#### SUPPLIED MATERIAL ####

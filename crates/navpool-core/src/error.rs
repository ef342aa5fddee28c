use alloy_primitives::{Address, B256, U256};
use thiserror::Error;

use crate::types::PlanStep;

#[derive(Error, Debug)]
pub enum SetupError {
    #[error("Missing required environment variable: {0}")]
    MissingEnvVar(String),

    #[error("Invalid value for environment variable {name}: {value}")]
    InvalidEnvVar { name: String, value: String },

    #[error("Deployment file not found: {0}")]
    DeploymentFileNotFound(String),

    #[error("Failed to parse deployment file: {0}")]
    DeploymentParseError(String),

    #[error("Invalid NAV: {0}")]
    InvalidNAV(String),

    #[error("Sqrt price {0} is outside the allowed bounds")]
    PriceOutOfBounds(U256),

    #[error("Tick {0} is outside the allowed bounds")]
    TickOutOfBounds(i32),

    #[error("Invalid tick spacing: {0}")]
    InvalidTickSpacing(i32),

    #[error("Invalid allocation: {0} bps (must be 0-10000)")]
    InvalidAllocation(u32),

    #[error("Invalid pool fee: {0} (must be <= 1000000)")]
    InvalidFee(u32),

    #[error("Pool currencies must differ, got {0} twice")]
    IdenticalCurrencies(Address),

    #[error("Unsupported token decimals: {0} (must be 0-18)")]
    UnsupportedDecimals(u8),

    #[error("Liquidity does not fit in uint128")]
    LiquidityOverflow,

    #[error("Arithmetic overflow in {0}")]
    MathOverflow(&'static str),

    #[error("Invalid deposit amount: {0}")]
    InvalidAmount(String),

    #[error("RPC reports chain id {actual}, expected {expected}")]
    ChainIdMismatch { expected: u64, actual: u64 },

    #[error("Insufficient balance of {token}: required {required}, available {available}")]
    InsufficientBalance {
        token: Address,
        required: U256,
        available: U256,
    },

    #[error("NAV oracle unavailable: {0}")]
    OracleUnavailable(String),

    /// `tx_hash` is `None` when the revert surfaced during gas estimation, before broadcast
    #[error("Transaction reverted at step {step}: tx={tx_hash:?}")]
    TransactionReverted {
        step: PlanStep,
        tx_hash: Option<B256>,
    },

    #[error("Transaction timed out at step {step}")]
    TransactionTimeout { step: PlanStep },

    #[error("RPC error: {0}")]
    Rpc(String),

    #[error("ABI decode error: {0}")]
    AbiDecode(String),

    #[error("Signer error: {0}")]
    Signer(String),

    #[error("IO error: {0}")]
    Io(#[from] std::io::Error),
}

impl SetupError {
    /// True for errors raised before anything is submitted on-chain
    pub fn is_compute_error(&self) -> bool {
        matches!(
            self,
            Self::InvalidNAV(_)
                | Self::PriceOutOfBounds(_)
                | Self::TickOutOfBounds(_)
                | Self::InvalidTickSpacing(_)
                | Self::InvalidAllocation(_)
                | Self::InvalidFee(_)
                | Self::IdenticalCurrencies(_)
                | Self::UnsupportedDecimals(_)
                | Self::LiquidityOverflow
                | Self::MathOverflow(_)
        )
    }
}

pub type Result<T> = std::result::Result<T, SetupError>;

####

EXERCISE AIM. The lines running from the start of the data through the one that contains "String, value: String" should be reproduced exactly, and only those.

WORKED SOLUTION.
filename crates/navpool-core/src/error.rs
repository ef342aa5fddee28c
use alloy_primitives::{Address, B256, U256};
use thiserror::Error;

use crate::types::PlanStep;

#[derive(Error, Debug)]
pub enum SetupError {
    #[error("Missing required environment variable: {0}")]
    MissingEnvVar(String),

    #[error("Invalid value for environment variable {name}: {value}")]
    InvalidEnvVar { name: String, value: String },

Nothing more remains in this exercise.